Main Real-time track

The objective of this track is to promote research on new and emerging topics of real-time systems research. Areas of interest include, but are not limited to the following: operating systems, networks, middleware, compilers, tools, scheduling, QoS support, resource management, testing and debugging, design and verification, modeling, WCET analysis, performance analysis, fault tolerance, security, power and thermal management, embedded platforms, and system experimentation and deployment experiences. Papers in all tracks of RTSS must address topics related to real-time systems.

Cyber-Physical Systems Track

Cyber-physical systems (CPS) refer to the tight integration of the physical systems with networked sensing, computation, and actuation to realize systems that exhibit new capabilities with unprecedented dependability, safety, security, and efficiency. Applications of cyber-physical systems range from key industry sectors including transportation (automobiles, avionics, space, process control, railway), large-scale critical infrastructures (structures such as buildings and bridges, human environments, the power grid), defense systems, health-care (medical devices and health management networks), and tele-physical operations (e.g., tele-medicine). This special track calls for papers that identify scientific foundations and technologies that integrate cyber-concepts with the dynamics of physical and engineered systems, with an emphasis on physical processes. Papers on all aspects of cyber-physical systems will be given due consideration. Areas of interest include, but are not limited to the following: integrated design methods for CPS, simulation and emulation of CPS, integrated tool chains for CPS, scalable CPS architectures, composability of hardware/software and physical components, analysis of cyber-physical systems with multiple temporal and spatial scales, high-confidence and security in CPS, performance analysis of CPS. Papers submitted to this track will not be considered if there is no discussion about properties related to real-time characteristics.

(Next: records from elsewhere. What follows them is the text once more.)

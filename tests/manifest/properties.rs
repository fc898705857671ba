//! Codec-wide properties over generated manifests.

use chloramine::{
    BinaryDecodable, BinarySerializable, Manifest, Metadata, MetadataBuilder, MetadataV0, Uri,
};
use proptest::prelude::*;

#[derive(Debug, Clone)]
struct Fields {
    flags: u16,
    metadata_flags: u16,
    content_length: u64,
    identifier: String,
    version: String,
    distribution_url: Option<String>,
    authors: Vec<(String, Option<String>)>,
    services: Vec<(String, String)>,
    dependencies: Vec<(String, String, bool)>,
}

fn arb_text() -> impl Strategy<Value = String> {
    "[a-zA-Z0-9._ äöü€-]{1,24}"
}

fn arb_fields() -> impl Strategy<Value = Fields> {
    (
        any::<u16>(),
        any::<u16>(),
        any::<u64>(),
        arb_text(),
        arb_text(),
        proptest::option::of("[a-z]{1,12}"),
        proptest::collection::vec((arb_text(), proptest::option::of(arb_text())), 0..5),
        proptest::collection::vec((arb_text(), arb_text()), 0..5),
        proptest::collection::vec((arb_text(), arb_text(), any::<bool>()), 0..5),
    )
        .prop_map(
            |(
                flags,
                metadata_flags,
                content_length,
                identifier,
                version,
                distribution_url,
                authors,
                services,
                dependencies,
            )| Fields {
                flags,
                metadata_flags,
                content_length,
                identifier,
                version,
                distribution_url: distribution_url.map(|host| format!("https://{}.example.org/", host)),
                authors,
                services,
                dependencies,
            },
        )
}

fn build(fields: &Fields) -> Manifest {
    Manifest::builder()
        .set_flags(fields.flags)
        .set_content_length(fields.content_length)
        .create_metadata(0, |b| {
            b.set_product_identifier("org.basinmc.faucet")
                .set_environment_type("java")
                .set_flags(fields.metadata_flags)
                .set_identifier(&fields.identifier)
                .set_version(&fields.version);
            if let Some(raw) = &fields.distribution_url {
                b.set_distribution_url(Uri::parse(raw).unwrap());
            }
            for (name, alias) in &fields.authors {
                b.add_author(name, alias.as_deref());
                b.add_contributor(name, alias.as_deref());
            }
            for (id, version) in &fields.services {
                b.add_service(id, version);
            }
            for (id, range, optional) in &fields.dependencies {
                b.add_extension_dependency(id, range, *optional);
                b.add_service_dependency(range, id, !*optional);
            }
        })
        .unwrap()
        .build()
        .unwrap()
}

proptest! {
    /// decode(encode(m)) == m, list order included
    #[test]
    fn roundtrip(fields in arb_fields()) {
        let manifest = build(&fields);
        let bytes = manifest.to_bytes().unwrap();
        let decoded = Manifest::from_bytes(&bytes).unwrap();
        prop_assert_eq!(decoded, manifest);
    }

    /// serialized_length() matches the bytes actually written
    #[test]
    fn length_honesty(fields in arb_fields()) {
        let manifest = build(&fields);
        let bytes = manifest.to_bytes().unwrap();
        prop_assert_eq!(bytes.len() as u64, manifest.serialized_length());
        prop_assert_eq!(manifest.content_offset(), manifest.serialized_length());

        let metadata = manifest.metadata();
        prop_assert_eq!(metadata.to_bytes().unwrap().len() as u64, metadata.serialized_length());
        for author in metadata.authors() {
            prop_assert_eq!(author.to_bytes().unwrap().len() as u64, author.serialized_length());
        }
        for service in metadata.provided_services() {
            prop_assert_eq!(service.to_bytes().unwrap().len() as u64, service.serialized_length());
        }
        for dep in metadata.extension_dependencies() {
            prop_assert_eq!(dep.to_bytes().unwrap().len() as u64, dep.serialized_length());
        }
    }

    /// Absent optional values stay absent
    #[test]
    fn absence_preserved(fields in arb_fields()) {
        let manifest = build(&fields);
        let decoded = Manifest::from_bytes(&manifest.to_bytes().unwrap()).unwrap();
        let metadata = decoded.metadata();

        prop_assert_eq!(metadata.distribution_url().is_some(), fields.distribution_url.is_some());
        prop_assert!(metadata.documentation_url().is_none());
        prop_assert!(metadata.issue_reporting_url().is_none());
        for (author, (_, alias)) in metadata.authors().iter().zip(&fields.authors) {
            prop_assert_eq!(author.alias(), alias.as_deref());
        }
    }

    /// Any leading version byte other than a registered one is rejected
    #[test]
    fn unknown_version_rejected(version in 1u8..=255) {
        let metadata: Metadata = MetadataV0::builder()
            .set_product_identifier("p")
            .set_environment_type("e")
            .set_identifier("i")
            .set_version("v")
            .build()
            .unwrap();
        let mut bytes = metadata.to_bytes().unwrap();
        bytes[0] = version;

        let result = Metadata::decode(&mut &bytes[..]);
        prop_assert!(result.is_err());
    }
}
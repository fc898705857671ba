//! Integration tests for the manifest codec.
//!
//! Unit tests in crates/manifest/src/ cover the primitives and each record
//! in isolation. These suites check whole containers: the reference layout,
//! reading from streams and files, and codec-wide properties.

#[path = "../common/mod.rs"]
mod common;

mod build_and_serialize;
mod decorate;
mod properties;
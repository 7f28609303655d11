//! Bounded pool of reusable network connections
//!
//! A [`Pool`] lends out idle connections, creates new ones through a
//! caller-supplied factory up to a fixed creation cap, and takes them back
//! when the borrowed [`PooledConn`] is closed or dropped.

pub mod common;
pub mod conn;
pub mod error;
pub mod pool;
pub mod pooled;

pub use crate::conn::Connection;
pub use crate::error::{Error, Result};
pub use crate::pool::{Factory, Pool, PoolConfig, PoolStatus};
pub use crate::pooled::PooledConn;
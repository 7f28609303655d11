//! Shared setup for binaries

use tracing_error::ErrorLayer;
use tracing_subscriber::EnvFilter;
use tracing_subscriber::prelude::*;

/// Install `color-eyre` and a `tracing` subscriber filtered by `RUST_LOG`
///
/// Defaults to `info` when `RUST_LOG` is unset or unparseable.
pub fn initialize_logging() {
    let filter = EnvFilter::try_from_default_env().unwrap_or_else(|_| EnvFilter::new("info"));
    tracing_subscriber::registry()
        .with(filter)
        .with(tracing_subscriber::fmt::layer())
        .with(ErrorLayer::default())
        .init();

    if let Err(e) = color_eyre::install() {
        tracing::warn!(error = %e, "failed to install color-eyre");
    }
}
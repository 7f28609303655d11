//! Connection contract

use std::io;
use std::net::Shutdown;

/// Anything the pool can hold
///
/// The pool treats connections opaquely: the only thing it ever does with
/// one besides handing it out is close it.
pub trait Connection: Send + 'static {
    /// Close the connection for good
    fn close(self) -> io::Result<()>;
}

/// Shutdown of a socket whose peer already hung up is not a failure
fn ignore_not_connected(result: io::Result<()>) -> io::Result<()> {
    match result {
        Err(e) if e.kind() == io::ErrorKind::NotConnected => Ok(()),
        other => other,
    }
}

impl Connection for std::net::TcpStream {
    fn close(self) -> io::Result<()> {
        ignore_not_connected(self.shutdown(Shutdown::Both))
    }
}

#[cfg(unix)]
impl Connection for std::os::unix::net::UnixStream {
    fn close(self) -> io::Result<()> {
        ignore_not_connected(self.shutdown(Shutdown::Both))
    }
}

impl Connection for tokio::net::TcpStream {
    fn close(self) -> io::Result<()> {
        // dropping deregisters and closes the socket
        drop(self);
        Ok(())
    }
}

HW-SW Integration and System Level Design Track

This track focuses on design methodologies and tools for hardware/software integration and co-design of modern embedded systems for real-time applications. Such systems are increasingly complex and heterogeneous, both in terms of architectures and applications they need to support, so new approaches aimed at their efficient design and optimization are in great demand. General topics relevant to this track include various architecture- and software-related issues of embedded systems design which include, but are not limited to, architecture description languages and tools, hardware architectures, design space exploration, synthesis and optimization. Of special interest are SoC design for real-time applications, special-purpose
functional units, specialized memory structures, multi-core chips and communication aspects, FPGA simulation and prototyping, software simulation and compilation for novel architectures and applications, as well as power, timing and predictability analyses. Papers submitted to this track will not be considered if there is no discussion about properties related to real-time characteristics.

Wireless Sensor Networks Track

Wireless networks have emerged as versatile embedded platforms for distributed sensing, control and actuation. Current research and development span a wide range of applications including transportation (in-vehicle, vehicle-to-vehicle and vehicle-to-infrastructure), infrastructure monitoring (smart cities, water management, electric grids), industrial automation, participatory sensing, wearable computing, emergency response and medical care. This track will feature papers building on solid theoretical, performance measurement and experimental foundations of networks that close-the-loop with a combination of sensing, control and actuation. Of special interest is research addressing aspects of reliability, real-time, security, scalability to swarms, deployment experiences and test-beds, architectures, protocols, operating systems, middleware & programming abstractions, handoff/mobility management & seamless internetworking, smartphone systems for participatory sensing, energy scavenging, power management, smart objects, cooperation with robots, modeling, analysis and performance evaluation. Papers submitted to this track will not be considered if there is no discussion about properties related to real-time characteristics.